State Street Bank and Trust Company
- Type: Subsidiary
- Industry: Securities services
- Headquarters: One Congress Street Boston, Massachusetts, U.S.
- Parent: State Street Corporation
- Subsidiaries: State Street Global Advisors Trust Company

= State Street Bank and Trust Company =

Custodian bank

State Street Bank and Trust Company (SSBT), commonly known as State Street Global Services, is a subsidiary of State Street Corporation organized as a trust company based in Massachusetts. The company is the largest custodian bank in the world and specializes in providing institutional investors, such as mutual funds, with clearing, settlement and payment services.

== History ==
SSBT used to provide retail banking and commercial lending products until it sold off the division in 1999 to Citizens Financial Group, of Providence, Rhode Island. The retail banking and commercial lending units were sold for $350 million.

== Operations ==
SSBT is the largest custodian bank in the world with of assets under custody and administration as of the end of 2022. The company provides securities services such as clearing, settlement and payment services to entities such as institutional investors. Other services provided include custody, accounting, financial reporting, investor services, analytics, transaction management, recordkeeping, brokerage, and loans financing.

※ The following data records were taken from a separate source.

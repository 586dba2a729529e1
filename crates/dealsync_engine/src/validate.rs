//! Record validation and field transforms.

use dealsync_record::{Record, Value};
use serde::{Deserialize, Serialize};
use std::fmt;

/// Outcome of validating a record against a set of required fields.
#[derive(Debug, Clone, PartialEq, Eq)]
pub struct Validation {
    /// Required fields that were absent or null.
    pub missing: Vec<String>,
}

impl Validation {
    /// Returns true if every required field was present.
    pub fn is_valid(&self) -> bool {
        self.missing.is_empty()
    }
}

/// A field-level value transform.
#[derive(Debug, Clone, Copy, PartialEq, Eq, Hash, Serialize, Deserialize)]
#[serde(rename_all = "snake_case")]
pub enum Transform {
    /// Lowercase a text value.
    Lowercase,
    /// Uppercase a text value.
    Uppercase,
    /// Trim surrounding whitespace from a text value.
    Trim,
    /// Coerce to an integer.
    ToInt,
    /// Coerce to a float.
    ToFloat,
    /// Coerce to a boolean.
    ToBool,
    /// Render any value as its JSON text form.
    ToJson,
    /// Render a scalar as text.
    ToString,
}

impl Transform {
    /// Convert to string representation.
    #[must_use]
    pub fn as_str(&self) -> &'static str {
        match self {
            Transform::Lowercase => "lowercase",
            Transform::Uppercase => "uppercase",
            Transform::Trim => "trim",
            Transform::ToInt => "to_int",
            Transform::ToFloat => "to_float",
            Transform::ToBool => "to_bool",
            Transform::ToJson => "to_json",
            Transform::ToString => "to_string",
        }
    }
}

impl fmt::Display for Transform {
    fn fmt(&self, f: &mut fmt::Formatter<'_>) -> fmt::Result {
        write!(f, "{}", self.as_str())
    }
}

impl std::str::FromStr for Transform {
    type Err = String;

    fn from_str(s: &str) -> Result<Self, Self::Err> {
        match s.to_lowercase().as_str() {
            "lowercase" => Ok(Transform::Lowercase),
            "uppercase" => Ok(Transform::Uppercase),
            "trim" => Ok(Transform::Trim),
            "to_int" => Ok(Transform::ToInt),
            "to_float" => Ok(Transform::ToFloat),
            "to_bool" => Ok(Transform::ToBool),
            "to_json" => Ok(Transform::ToJson),
            "to_string" => Ok(Transform::ToString),
            _ => Err(format!("Unknown transform: {s}")),
        }
    }
}

/// Validates records and applies field transforms.
///
/// Validation is pure. Transforms never fail a record: a transform that
/// does not apply to a value's shape, or whose parse fails, returns the
/// value unchanged along with a warning so the pipeline can keep going
/// and surface the problem downstream.
#[derive(Debug, Clone, Copy, Default)]
pub struct Validator;

impl Validator {
    /// Creates a new validator.
    pub fn new() -> Self {
        Self
    }

    /// Checks a record for required fields.
    ///
    /// A field is missing when it is absent or null.
    pub fn validate(&self, record: &Record, required_fields: &[String]) -> Validation {
        let missing = required_fields
            .iter()
            .filter(|field| record.get(field).map_or(true, Value::is_null))
            .cloned()
            .collect();
        Validation { missing }
    }

    /// Applies a transform to a value.
    ///
    /// Returns the transformed value, or the original value unchanged
    /// plus a warning when the transform does not apply.
    pub fn transform(&self, value: &Value, transform: Transform) -> (Value, Option<String>) {
        match transform {
            Transform::Lowercase => match value {
                Value::Text(s) => (Value::Text(s.to_lowercase()), None),
                _ => unsupported(value, transform),
            },
            Transform::Uppercase => match value {
                Value::Text(s) => (Value::Text(s.to_uppercase()), None),
                _ => unsupported(value, transform),
            },
            Transform::Trim => match value {
                Value::Text(s) => (Value::Text(s.trim().to_string()), None),
                _ => unsupported(value, transform),
            },
            Transform::ToInt => match value {
                Value::Integer(_) => (value.clone(), None),
                Value::Float(x) if x.is_finite() => (Value::Integer(*x as i64), None),
                Value::Bool(b) => (Value::Integer(i64::from(*b)), None),
                Value::Text(s) => {
                    let trimmed = s.trim();
                    if let Ok(n) = trimmed.parse::<i64>() {
                        (Value::Integer(n), None)
                    } else if let Ok(x) = trimmed.parse::<f64>() {
                        (Value::Integer(x as i64), None)
                    } else {
                        unparseable(value, transform, s)
                    }
                }
                _ => unsupported(value, transform),
            },
            Transform::ToFloat => match value {
                Value::Float(_) => (value.clone(), None),
                Value::Integer(n) => (Value::Float(*n as f64), None),
                Value::Bool(b) => (Value::Float(if *b { 1.0 } else { 0.0 }), None),
                Value::Text(s) => match s.trim().parse::<f64>() {
                    Ok(x) => (Value::Float(x), None),
                    Err(_) => unparseable(value, transform, s),
                },
                _ => unsupported(value, transform),
            },
            Transform::ToBool => match value {
                Value::Bool(_) => (value.clone(), None),
                Value::Integer(n) => (Value::Bool(*n != 0), None),
                Value::Text(s) => match s.trim().to_lowercase().as_str() {
                    "true" | "yes" | "1" => (Value::Bool(true), None),
                    "false" | "no" | "0" | "" => (Value::Bool(false), None),
                    _ => unparseable(value, transform, s),
                },
                _ => unsupported(value, transform),
            },
            Transform::ToJson => match serde_json::to_string(value) {
                Ok(json) => (Value::Text(json), None),
                Err(e) => (
                    value.clone(),
                    Some(format!("transform to_json failed: {e}")),
                ),
            },
            Transform::ToString => match value {
                Value::Text(_) => (value.clone(), None),
                Value::Integer(n) => (Value::Text(n.to_string()), None),
                Value::Float(x) => (Value::Text(x.to_string()), None),
                Value::Bool(b) => (Value::Text(b.to_string()), None),
                Value::Timestamp(t) => (Value::Text(t.to_rfc3339()), None),
                _ => unsupported(value, transform),
            },
        }
    }
}

fn unsupported(value: &Value, transform: Transform) -> (Value, Option<String>) {
    (
        value.clone(),
        Some(format!(
            "transform {transform} does not apply to a {} value",
            value.type_name()
        )),
    )
}

fn unparseable(value: &Value, transform: Transform, text: &str) -> (Value, Option<String>) {
    (
        value.clone(),
        Some(format!("transform {transform} failed for '{text}'")),
    )
}
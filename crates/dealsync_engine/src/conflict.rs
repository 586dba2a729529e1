//! Conflict detection and resolution.

use dealsync_record::{Record, Value};
use serde::{Deserialize, Serialize};
use std::fmt;

/// Policy for reconciling a pair of same-identity records that disagree.
#[derive(Debug, Clone, Copy, PartialEq, Eq, Hash, Serialize, Deserialize)]
#[serde(rename_all = "snake_case")]
pub enum ConflictResolution {
    /// The source record wins unchanged.
    SourceWins,
    /// The destination record wins unchanged.
    DestinationWins,
    /// The side with the strictly later timestamp wins.
    NewestWins,
    /// Prefer destination values, backfill nulls from the source.
    Merge,
    /// Defer to a human; nothing is written.
    Manual,
}

impl ConflictResolution {
    /// Convert to string representation.
    #[must_use]
    pub fn as_str(&self) -> &'static str {
        match self {
            ConflictResolution::SourceWins => "source_wins",
            ConflictResolution::DestinationWins => "destination_wins",
            ConflictResolution::NewestWins => "newest_wins",
            ConflictResolution::Merge => "merge",
            ConflictResolution::Manual => "manual",
        }
    }

    /// Returns true if this policy resolves conflicts without a human.
    #[must_use]
    pub fn auto_resolves(&self) -> bool {
        !matches!(self, ConflictResolution::Manual)
    }
}

impl fmt::Display for ConflictResolution {
    fn fmt(&self, f: &mut fmt::Formatter<'_>) -> fmt::Result {
        write!(f, "{}", self.as_str())
    }
}

impl std::str::FromStr for ConflictResolution {
    type Err = String;

    fn from_str(s: &str) -> Result<Self, Self::Err> {
        match s.to_lowercase().as_str() {
            "source_wins" => Ok(ConflictResolution::SourceWins),
            "destination_wins" => Ok(ConflictResolution::DestinationWins),
            "newest_wins" => Ok(ConflictResolution::NewestWins),
            "merge" => Ok(ConflictResolution::Merge),
            "manual" => Ok(ConflictResolution::Manual),
            _ => Err(format!("Unknown conflict resolution: {s}")),
        }
    }
}

/// A same-identity record pair that needs a human decision.
///
/// Returned to the caller for routing to a review queue; the engine never
/// writes one to any store.
#[derive(Debug, Clone, PartialEq, Serialize, Deserialize)]
pub struct ConflictRecord {
    /// Shared identity of the pair, when known.
    pub identity: Option<String>,
    /// The source-side record.
    pub source: Record,
    /// The destination-side record.
    pub destination: Record,
    /// Fields on which the two sides disagree.
    pub fields: Vec<String>,
}

/// Lists the fields on which two records disagree.
#[derive(Debug, Clone, Copy, Default)]
pub struct ConflictDetector;

impl ConflictDetector {
    /// Creates a new conflict detector.
    pub fn new() -> Self {
        Self
    }

    /// Returns the subset of `fields` whose source and destination values
    /// differ, preserving the order of `fields`.
    ///
    /// Ordinary equality, not hashing: callers need to know which fields
    /// differ. A field present on one side and absent on the other differs.
    pub fn differing_fields(
        &self,
        source: &Record,
        destination: &Record,
        fields: &[String],
    ) -> Vec<String> {
        fields
            .iter()
            .filter(|field| source.get(field) != destination.get(field))
            .cloned()
            .collect()
    }
}

/// Result of resolving a conflicting pair.
#[derive(Debug, Clone, PartialEq)]
pub enum Resolution {
    /// The pair resolved to a single record to write.
    Resolved(Record),
    /// The pair needs manual resolution; nothing may be written.
    Manual(ConflictRecord),
}

/// Applies a [`ConflictResolution`] policy to a conflicting record pair.
#[derive(Debug, Clone, Copy, Default)]
pub struct ConflictResolver;

impl ConflictResolver {
    /// Creates a new conflict resolver.
    pub fn new() -> Self {
        Self
    }

    /// Resolves a conflicting pair under the given policy.
    ///
    /// `timestamp_field` names the field compared by `NewestWins` and
    /// always-newest-merged by `Merge`. Timestamps that are missing or
    /// unparseable on either side fall back to the source record, the
    /// documented default; equal instants resolve the same way.
    pub fn resolve(
        &self,
        source: &Record,
        destination: &Record,
        resolution: ConflictResolution,
        timestamp_field: &str,
    ) -> Resolution {
        match resolution {
            ConflictResolution::SourceWins => Resolution::Resolved(source.clone()),
            ConflictResolution::DestinationWins => Resolution::Resolved(destination.clone()),
            ConflictResolution::NewestWins => {
                let source_at = source.get(timestamp_field).and_then(Value::as_instant);
                let destination_at = destination.get(timestamp_field).and_then(Value::as_instant);
                match (source_at, destination_at) {
                    (Some(s), Some(d)) if d > s => Resolution::Resolved(destination.clone()),
                    _ => Resolution::Resolved(source.clone()),
                }
            }
            ConflictResolution::Merge => {
                Resolution::Resolved(merge(source, destination, timestamp_field))
            }
            ConflictResolution::Manual => {
                let fields: Vec<String> = source
                    .field_names()
                    .filter(|field| source.get(field) != destination.get(field))
                    .map(str::to_string)
                    .collect();
                Resolution::Manual(ConflictRecord {
                    identity: None,
                    source: source.clone(),
                    destination: destination.clone(),
                    fields,
                })
            }
        }
    }
}

/// Merge policy: destination values are authoritative, null or absent
/// destination fields backfill from non-null source fields, and the
/// timestamp field always takes the later of the two sides.
fn merge(source: &Record, destination: &Record, timestamp_field: &str) -> Record {
    let mut merged = destination.clone();

    for (field, value) in source.iter() {
        if field == timestamp_field || value.is_null() {
            continue;
        }
        if destination.get(field).map_or(true, Value::is_null) {
            merged.set(field, value.clone());
        }
    }

    let source_at = source.get(timestamp_field).and_then(Value::as_instant);
    let destination_at = destination.get(timestamp_field).and_then(Value::as_instant);
    let source_is_newer = match (source_at, destination_at) {
        (Some(s), Some(d)) => s > d,
        (Some(_), None) => true,
        (None, _) => false,
    };
    if source_is_newer {
        if let Some(value) = source.get(timestamp_field) {
            merged.set(timestamp_field, value.clone());
        }
    }

    merged
}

SSBT is the parent company of State Street Global Advisors Trust Company, the operating company of State Street Global Advisors (SSGA), a leading registered investment advisor. The State Street Global Advisors Trust Company serves as an trustee for SSGA's US unregistered collective and common trust funds, some SSGA sponsored ETFs including the SPDR S&P 500 ETF Trust, and separately managed accounts. As a whole, SSBT is the principal operating company within its parent company State Street Corporation.

== Historical data ==
State Street Bank and Trust Company was the tenth largest bank at the end of 2008 as an individual bank (not including subsidiaries).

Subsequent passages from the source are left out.